(Data for this exercise begins)

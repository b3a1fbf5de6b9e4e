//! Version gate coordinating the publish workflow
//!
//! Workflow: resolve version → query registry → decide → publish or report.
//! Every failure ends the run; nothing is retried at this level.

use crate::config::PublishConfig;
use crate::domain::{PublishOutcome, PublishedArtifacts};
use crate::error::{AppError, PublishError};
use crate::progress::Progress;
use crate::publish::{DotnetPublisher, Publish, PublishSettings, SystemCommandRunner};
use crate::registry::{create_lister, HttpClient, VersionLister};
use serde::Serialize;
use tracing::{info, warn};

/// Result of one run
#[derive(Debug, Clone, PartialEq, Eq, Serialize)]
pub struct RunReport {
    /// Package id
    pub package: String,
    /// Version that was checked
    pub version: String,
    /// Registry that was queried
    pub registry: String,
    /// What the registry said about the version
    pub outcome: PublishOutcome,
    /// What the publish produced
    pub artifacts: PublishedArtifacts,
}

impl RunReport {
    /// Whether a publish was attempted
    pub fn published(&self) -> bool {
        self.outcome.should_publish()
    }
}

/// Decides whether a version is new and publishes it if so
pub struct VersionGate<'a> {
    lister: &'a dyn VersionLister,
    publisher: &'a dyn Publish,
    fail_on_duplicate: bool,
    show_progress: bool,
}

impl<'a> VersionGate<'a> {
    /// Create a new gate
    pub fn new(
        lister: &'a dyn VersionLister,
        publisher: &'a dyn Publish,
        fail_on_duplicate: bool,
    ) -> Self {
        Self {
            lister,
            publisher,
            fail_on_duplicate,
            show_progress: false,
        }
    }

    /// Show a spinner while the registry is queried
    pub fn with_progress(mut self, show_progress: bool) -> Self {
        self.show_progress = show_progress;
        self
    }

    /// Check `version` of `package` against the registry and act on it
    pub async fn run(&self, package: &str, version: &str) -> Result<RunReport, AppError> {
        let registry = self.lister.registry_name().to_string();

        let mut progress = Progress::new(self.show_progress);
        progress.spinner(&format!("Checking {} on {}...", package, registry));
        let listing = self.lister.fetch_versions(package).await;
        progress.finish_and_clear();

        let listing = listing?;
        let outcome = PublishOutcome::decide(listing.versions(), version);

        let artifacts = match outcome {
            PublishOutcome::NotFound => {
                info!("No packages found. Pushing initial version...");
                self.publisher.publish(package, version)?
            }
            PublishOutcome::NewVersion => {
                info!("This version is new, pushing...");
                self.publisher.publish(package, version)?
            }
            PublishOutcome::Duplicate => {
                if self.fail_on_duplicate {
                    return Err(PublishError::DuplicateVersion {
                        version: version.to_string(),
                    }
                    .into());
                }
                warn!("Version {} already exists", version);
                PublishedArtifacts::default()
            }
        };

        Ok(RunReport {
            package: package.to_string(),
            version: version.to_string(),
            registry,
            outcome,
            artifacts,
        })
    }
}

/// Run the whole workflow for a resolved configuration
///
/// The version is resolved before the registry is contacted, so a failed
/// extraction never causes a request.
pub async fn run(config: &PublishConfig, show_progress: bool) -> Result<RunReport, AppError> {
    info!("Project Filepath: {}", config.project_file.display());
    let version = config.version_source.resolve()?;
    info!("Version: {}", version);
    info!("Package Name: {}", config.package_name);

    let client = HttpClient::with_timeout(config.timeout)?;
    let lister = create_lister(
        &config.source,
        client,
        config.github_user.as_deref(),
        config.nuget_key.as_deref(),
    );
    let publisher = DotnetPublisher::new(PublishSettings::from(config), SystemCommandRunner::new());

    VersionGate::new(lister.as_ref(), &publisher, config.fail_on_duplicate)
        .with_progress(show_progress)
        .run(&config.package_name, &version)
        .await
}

(Data for this exercise ends)
(Data for this exercise begins)

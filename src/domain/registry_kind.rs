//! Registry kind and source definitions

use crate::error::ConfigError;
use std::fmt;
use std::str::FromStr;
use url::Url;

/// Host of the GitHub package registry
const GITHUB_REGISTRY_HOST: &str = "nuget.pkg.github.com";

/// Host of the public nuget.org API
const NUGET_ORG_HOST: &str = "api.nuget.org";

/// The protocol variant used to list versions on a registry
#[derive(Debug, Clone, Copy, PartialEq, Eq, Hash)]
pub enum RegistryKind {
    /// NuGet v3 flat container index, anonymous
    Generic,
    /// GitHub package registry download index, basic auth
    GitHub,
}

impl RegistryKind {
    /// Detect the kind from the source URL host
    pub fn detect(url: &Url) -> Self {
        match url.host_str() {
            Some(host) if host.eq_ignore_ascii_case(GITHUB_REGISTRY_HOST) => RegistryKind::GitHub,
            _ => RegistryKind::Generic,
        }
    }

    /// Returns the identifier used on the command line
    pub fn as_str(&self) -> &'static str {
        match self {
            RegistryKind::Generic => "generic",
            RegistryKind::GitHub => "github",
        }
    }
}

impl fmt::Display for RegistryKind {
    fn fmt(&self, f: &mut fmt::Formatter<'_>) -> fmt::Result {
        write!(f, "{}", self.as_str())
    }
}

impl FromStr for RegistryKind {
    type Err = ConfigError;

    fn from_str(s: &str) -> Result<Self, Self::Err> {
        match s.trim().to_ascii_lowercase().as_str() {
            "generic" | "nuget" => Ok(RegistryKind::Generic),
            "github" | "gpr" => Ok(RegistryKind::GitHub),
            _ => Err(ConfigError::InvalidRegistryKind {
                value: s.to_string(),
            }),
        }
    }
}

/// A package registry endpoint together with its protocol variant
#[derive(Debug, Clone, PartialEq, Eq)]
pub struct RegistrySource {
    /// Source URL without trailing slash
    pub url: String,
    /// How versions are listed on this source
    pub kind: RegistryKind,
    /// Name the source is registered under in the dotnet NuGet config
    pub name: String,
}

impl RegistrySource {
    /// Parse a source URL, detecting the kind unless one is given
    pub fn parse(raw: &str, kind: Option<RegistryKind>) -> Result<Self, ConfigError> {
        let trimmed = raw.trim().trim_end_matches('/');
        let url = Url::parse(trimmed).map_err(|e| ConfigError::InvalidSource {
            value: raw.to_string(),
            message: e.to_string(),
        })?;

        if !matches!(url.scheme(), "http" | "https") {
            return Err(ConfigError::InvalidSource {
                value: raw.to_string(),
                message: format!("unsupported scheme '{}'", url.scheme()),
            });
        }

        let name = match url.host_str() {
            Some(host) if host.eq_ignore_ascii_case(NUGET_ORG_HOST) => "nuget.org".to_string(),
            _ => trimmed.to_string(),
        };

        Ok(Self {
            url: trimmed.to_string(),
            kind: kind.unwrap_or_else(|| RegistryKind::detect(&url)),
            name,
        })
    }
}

(Data for this exercise ends)

* Assigned task
Write out each line of the data that holds the string "VersionGate".

* Output for this task
pub struct VersionGate<'a> {
impl<'a> VersionGate<'a> {
    VersionGate::new(lister.as_ref(), &publisher, config.fail_on_duplicate)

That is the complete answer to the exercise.